Ai chat down, the world is over

kljafgg9r0@lemmy.world · 5 months ago

Ai chat down, the world is over

Petra@lemmy.world · 5 months ago

The Perchance AI chat can be run on Perchance only. But there are many alternatives out there such as SillyTavern or Talemate. Both can either connect with AI models through API keys or if you run locally.

DemifiendQueen@lemmy.world · 5 months ago

Well, then I have good news for you, the chat is down because it is being upgraded after 1.5 years with the new Llama 3. So you just need to wait and be happy because if we are lucky and it is Llama 3.3, we could have 128k tokens context instead of the shitty 4k tokens or at least 10k or 20k that would make it possible to finally have lores and world building, so goodbye to goldfish memory issues. But “let’s not get ahead of ourselves”. lol Speaking about running LLM locally. I have an RTX 3060, and it takes a minute to get an answer, which is why I generate images locally with comfy and use Perchance for roleplay…so you are fucked.

GrumblePuss@lemmy.world · edit-2 5 months ago

The token length (context window) is not directly linked to the model currently in use. There also needs to be enough VRAM, which costs more money to host. Unless the dev finds some way to reduce VRAM usage and/or finds a better deal for hosting with more VRAM, then the context isn’t going to be increased by just changing the model used. Also, where did you hear it’s going to be Llama 3 or 3.3? Neither of those are much of an upgrade.

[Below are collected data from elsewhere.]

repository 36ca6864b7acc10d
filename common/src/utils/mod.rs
pub mod config;
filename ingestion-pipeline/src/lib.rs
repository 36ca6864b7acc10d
#![allow(clippy::missing_docs_in_private_items, clippy::result_large_err)]

pub mod identity;
pub mod pipeline;
pub mod registration;
pub mod scheduler;
pub mod upsert;

use chrono::Utc;
pub use pipeline::{PipelineRunner, StagedRecordRunner};
pub use registration::SourceRegistry;
pub use scheduler::{SchedulePolicy, Scheduler, TickSummary};
use std::sync::Arc;
use tokio::time::{interval, Duration, MissedTickBehavior};
use tokio_util::sync::CancellationToken;
use tracing::{debug, error, info};
pub use upsert::{UpsertEngine, UpsertSummary};

/// Drive `scheduler` every `tick_every` until `shutdown` fires.
///
/// Ticks never overlap: a tick that outlasts the period pushes the next one back.
/// A tick already in progress is allowed to finish before the loop returns.
pub async fn run_scheduler_loop(
    scheduler: Arc<Scheduler>,
    tick_every: Duration,
    shutdown: CancellationToken,
) {
    let mut ticker = interval(tick_every);
    ticker.set_missed_tick_behavior(MissedTickBehavior::Delay);

    info!(tick_secs = tick_every.as_secs(), "Scheduler loop started");
    loop {
        tokio::select! {
            () = shutdown.cancelled() => {
                info!("Scheduler loop stopping");
                break;
            }
            _ = ticker.tick() => {
                match scheduler.tick(Utc::now()).await {
                    Ok(summary) if summary.started > 0 => info!(
                        examined = summary.examined,
                        started = summary.started,
                        succeeded = summary.succeeded,
                        failed = summary.failed,
                        written = summary.written,
                        "Scheduler tick finished"
                    ),
                    Ok(summary) => debug!(examined = summary.examined, "Nothing due"),
                    Err(err) => error!(error = %err, "Scheduler tick failed"),
                }
            }
        }
    }
}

DemifiendQueen@lemmy.world · 5 months ago

I know, but if a model can’t handle, let’s say 10k tokens, expanding the current shitty 4k tokens to 10K will mean nothing, that’s why it’s important to have a model with a bigger token number. About the newest model being Llama 3 is a long story. Check other posts mentioning the update; the owner talked about that about half a year ago.

GrumblePuss@lemmy.world · 5 months ago

You clearly don’t know, otherwise you wouldn’t be saying that Llama 3 has a bigger token count. The two are not related. Token count is directly related to how much VRAM you through at the model (barring special exceptions like Gemini 2.5 and some special builds using ROPE to extend context).

I also took a look at the dev’s post history. At no point do they make mention of what model they plan to use. The only references to Llama are old mentions of the reddit channel “Local Llama” and stating that the current model is a popular 70b variant. That’s it.